* _EXERCISE GOAL_: Find the string "PartialEq" in the records. Copy every line it appears in.

--------------------------------------------------

//! Checkpoint key mapping.
//!
//! Translates flat checkpoint tensor names onto the module tree the engine
//! expects, and flags tensors that need a layout change on the way in.

use mosaic_abstraction::ComponentKind;
use serde::{Deserialize, Serialize};
use std::collections::HashSet;
use tracing::debug;

use crate::archive::{TensorArchive, TensorRecord};
use crate::error::KeyMappingError;

/// Memory layout of convolution kernels expected by the numeric backend.
#[derive(Debug, Clone, Copy, PartialEq, Eq, Default, Serialize, Deserialize)]
#[serde(rename_all = "snake_case")]
pub enum ChannelOrder {
    /// `[O, I, H, W]`, the checkpoint layout.
    First,
    /// `[O, H, W, I]`.
    #[default]
    Last,
}

/// Structural change required when assigning a tensor.
#[derive(Debug, Clone, Copy, PartialEq, Eq, Hash)]
pub enum KeyTransform {
    /// The key and layout are used as-is.
    None,
    /// 4D kernel must be permuted to channel-last.
    TransposeConvNchwToNhwc,
    /// The key was renamed; the data is untouched.
    RenameOnly,
}

/// Destination of one checkpoint tensor.
#[derive(Debug, Clone, PartialEq, Eq)]
pub struct KeyMapping {
    pub module_path: String,
    pub transform: KeyTransform,
}

/// One planned parameter assignment.
#[derive(Debug, Clone, PartialEq, Eq)]
pub struct ParameterAssignment {
    pub source: TensorRecord,
    pub module_path: String,
    pub transform: KeyTransform,
}

/// Mapping result for a whole archive.
#[derive(Debug, Clone, Default)]
pub struct ParameterPlan {
    pub assignments: Vec<ParameterAssignment>,
    pub failures: Vec<KeyMappingError>,
}

/// Maps checkpoint names to module paths. Holds no state besides its layout target.
#[derive(Debug, Clone, Copy, Default)]
pub struct WeightKeyMapper {
    channel_order: ChannelOrder,
}

impl WeightKeyMapper {
    #[must_use]
    pub const fn new(channel_order: ChannelOrder) -> Self {
        Self { channel_order }
    }

    #[must_use]
    pub const fn channel_order(&self) -> ChannelOrder {
        self.channel_order
    }

    /// Map a single flat tensor name.
    pub fn map_key(&self, flat_name: &str, kind: ComponentKind) -> Result<KeyMapping, KeyMappingError> {
        if flat_name.is_empty() {
            return Err(KeyMappingError::new(flat_name, "empty key"));
        }
        if flat_name.split('.').any(str::is_empty) {
            return Err(KeyMappingError::new(flat_name, "key has an empty path segment"));
        }

        let stripped = strip_prefixes(flat_name, kind);
        let mut segments: Vec<&str> = stripped.split('.').collect();

        let root = segments[0];
        if !known_roots(kind).contains(&root) {
            return Err(KeyMappingError::new(
                flat_name,
                format!("'{root}' is not a known {kind} module"),
            ));
        }
        if segments.len() < 2 {
            return Err(KeyMappingError::new(flat_name, "key does not name a parameter"));
        }

        rename_segments(&mut segments, kind);
        let module_path = segments.join(".");

        let transform = if self.channel_order == ChannelOrder::Last && is_conv_kernel(&segments, kind) {
            KeyTransform::TransposeConvNchwToNhwc
        } else if module_path != flat_name {
            KeyTransform::RenameOnly
        } else {
            KeyTransform::None
        };

        Ok(KeyMapping { module_path, transform })
    }

    /// Map every tensor of an archive, collecting failures instead of stopping at the first.
    pub fn plan(&self, archive: &TensorArchive, kind: ComponentKind) -> ParameterPlan {
        let mut plan = ParameterPlan::default();
        let mut seen = HashSet::new();

        for record in archive.tensors() {
            match self.map_key(&record.name, kind) {
                Ok(mapping) => {
                    if !seen.insert(mapping.module_path.clone()) {
                        plan.failures.push(KeyMappingError::new(
                            &record.name,
                            format!("'{}' is already assigned by another key", mapping.module_path),
                        ));
                        continue;
                    }
                    plan.assignments.push(ParameterAssignment {
                        source: record.clone(),
                        module_path: mapping.module_path,
                        transform: mapping.transform,
                    });
                }
                Err(failure) => plan.failures.push(failure),
            }
        }

        debug!(
            component = %kind,
            archive = %archive.path().display(),
            mapped = plan.assignments.len(),
            failed = plan.failures.len(),
            "Planned parameter assignments"
        );
        plan
    }
}

fn strip_prefixes(name: &str, kind: ComponentKind) -> String {
    let rules: &[(&str, &str)] = match kind {
        ComponentKind::Transformer | ComponentKind::LayeredTransformer => {
            &[("model.diffusion_model.", ""), ("transformer.", "")]
        }
        ComponentKind::Vae => &[("first_stage_model.", ""), ("vae.", "")],
        ComponentKind::TextEncoder => &[
            ("text_encoder.", ""),
            ("model.language_model.", "language_model."),
            ("model.visual.", "visual."),
            ("model.", "language_model."),
        ],
    };

    let mut current = name.to_string();
    for (prefix, replacement) in rules {
        if let Some(rest) = current.strip_prefix(prefix) {
            current = format!("{replacement}{rest}");
        }
    }
    current
}

fn known_roots(kind: ComponentKind) -> &'static [&'static str] {
    match kind {
        ComponentKind::Transformer | ComponentKind::LayeredTransformer => &[
            "transformer_blocks",
            "img_in",
            "txt_in",
            "txt_norm",
            "time_text_embed",
            "norm_out",
            "proj_out",
            "pos_embed",
        ],
        ComponentKind::Vae => &["encoder", "decoder", "quant_conv", "post_quant_conv"],
        ComponentKind::TextEncoder => &["language_model", "visual", "lm_head"],
    }
}

fn rename_segments(segments: &mut Vec<&str>, kind: ComponentKind) {
    let mut i = 0;
    while i + 1 < segments.len() {
        let replacement: Option<&[&str]> = match (kind, segments[i], segments[i + 1]) {
            (k, "img_mlp" | "txt_mlp", "linear1") if k.is_transformer() => Some(&["net", "0", "proj"]),
            (k, "img_mlp" | "txt_mlp", "linear2") if k.is_transformer() => Some(&["net", "2"]),
            (k, "img_mod" | "txt_mod", "lin") if k.is_transformer() => Some(&["1"]),
            (ComponentKind::TextEncoder, "mlp", "w1") => Some(&["gate_proj"]),
            (ComponentKind::TextEncoder, "mlp", "w3") => Some(&["up_proj"]),
            (ComponentKind::TextEncoder, "mlp", "w2") => Some(&["down_proj"]),
            _ => None,
        };
        if let Some(replacement) = replacement {
            segments.splice(i + 1..i + 2, replacement.iter().copied());
            i += replacement.len();
        }
        i += 1;
    }
}

fn is_conv_kernel(segments: &[&str], kind: ComponentKind) -> bool {
    kind == ComponentKind::Vae
        && segments.len() >= 2
        && segments[segments.len() - 1] == "weight"
        && segments[segments.len() - 2].contains("conv")
}

#[cfg(test)]
mod tests {
    use super::*;

    fn mapper() -> WeightKeyMapper {
        WeightKeyMapper::new(ChannelOrder::Last)
    }

    #[test]
    fn test_layered_mlp_and_modulation_renames() {
        let m = mapper();
        let kind = ComponentKind::LayeredTransformer;
        let cases = [
            ("transformer_blocks.3.img_mlp.linear1", "transformer_blocks.3.img_mlp.net.0.proj"),
            ("transformer_blocks.5.txt_mlp.linear2", "transformer_blocks.5.txt_mlp.net.2"),
            ("transformer_blocks.1.img_mod.lin", "transformer_blocks.1.img_mod.1"),
            ("transformer_blocks.3.img_mlp.linear1.weight", "transformer_blocks.3.img_mlp.net.0.proj.weight"),
            ("transformer_blocks.0.txt_mod.lin.bias", "transformer_blocks.0.txt_mod.1.bias"),
        ];
        for (flat, expected) in cases {
            let mapping = m.map_key(flat, kind).unwrap();
            assert_eq!(mapping.module_path, expected, "mapping {flat}");
            assert_eq!(mapping.transform, KeyTransform::RenameOnly);
        }
    }

    #[test]
    fn test_mapping_is_deterministic() {
        let m = mapper();
        let first = m.map_key("transformer_blocks.3.img_mlp.linear1", ComponentKind::LayeredTransformer);
        for _ in 0..10 {
            let again = m.map_key("transformer_blocks.3.img_mlp.linear1", ComponentKind::LayeredTransformer);
            assert_eq!(first, again);
        }
    }

    #[test]
    fn test_generic_keys_pass_through() {
        let mapping = mapper()
            .map_key("transformer_blocks.0.attn.to_q.weight", ComponentKind::Transformer)
            .unwrap();
        assert_eq!(mapping.module_path, "transformer_blocks.0.attn.to_q.weight");
        assert_eq!(mapping.transform, KeyTransform::None);
    }

    #[test]
    fn test_wrapper_prefixes_are_stripped() {
        let m = mapper();
        let mapping = m
            .map_key("model.diffusion_model.img_in.weight", ComponentKind::Transformer)
            .unwrap();
        assert_eq!(mapping.module_path, "img_in.weight");
        assert_eq!(mapping.transform, KeyTransform::RenameOnly);

        let mapping = m
            .map_key("model.layers.2.self_attn.q_proj.weight", ComponentKind::TextEncoder)
            .unwrap();
        assert_eq!(mapping.module_path, "language_model.layers.2.self_attn.q_proj.weight");

        let mapping = m
            .map_key("model.visual.blocks.0.attn.qkv.weight", ComponentKind::TextEncoder)
            .unwrap();
        assert_eq!(mapping.module_path, "visual.blocks.0.attn.qkv.weight");
    }

    #[test]
    fn test_gate_projection_rename() {
        let mapping = mapper()
            .map_key("language_model.layers.4.mlp.w1.weight", ComponentKind::TextEncoder)
            .unwrap();
        assert_eq!(mapping.module_path, "language_model.layers.4.mlp.gate_proj.weight");
        assert_eq!(mapping.transform, KeyTransform::RenameOnly);

        let mapping = mapper()
            .map_key("language_model.layers.4.mlp.w2.weight", ComponentKind::TextEncoder)
            .unwrap();
        assert_eq!(mapping.module_path, "language_model.layers.4.mlp.down_proj.weight");
    }

    #[test]
    fn test_conv_kernels_flagged_for_channel_last() {
        let mapping = mapper()
            .map_key("decoder.up_blocks.0.resnets.1.conv2.weight", ComponentKind::Vae)
            .unwrap();
        assert_eq!(mapping.transform, KeyTransform::TransposeConvNchwToNhwc);

        let bias = mapper()
            .map_key("decoder.up_blocks.0.resnets.1.conv2.bias", ComponentKind::Vae)
            .unwrap();
        assert_eq!(bias.transform, KeyTransform::None);

        let channel_first = WeightKeyMapper::new(ChannelOrder::First)
            .map_key("vae.decoder.conv_in.weight", ComponentKind::Vae)
            .unwrap();
        assert_eq!(channel_first.module_path, "decoder.conv_in.weight");
        assert_eq!(channel_first.transform, KeyTransform::RenameOnly);
    }

    #[test]
    fn test_unknown_keys() {
        let m = mapper();
        assert!(m.map_key("", ComponentKind::Vae).is_err());
        assert!(m.map_key("decoder..conv_in.weight", ComponentKind::Vae).is_err());
        assert!(m.map_key("lora_unet.weight", ComponentKind::Transformer).is_err());
        assert!(m.map_key("decoder", ComponentKind::Vae).is_err());

        let failure = m.map_key("encoder.conv_in.weight", ComponentKind::TextEncoder).unwrap_err();
        assert_eq!(failure.key, "encoder.conv_in.weight");
    }
}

--------------------------------------------------

* _TASK RESPONSE_:
#[derive(Debug, Clone, Copy, PartialEq, Eq, Default, Serialize, Deserialize)]
#[derive(Debug, Clone, Copy, PartialEq, Eq, Hash)]
#[derive(Debug, Clone, PartialEq, Eq)]
#[derive(Debug, Clone, PartialEq, Eq)]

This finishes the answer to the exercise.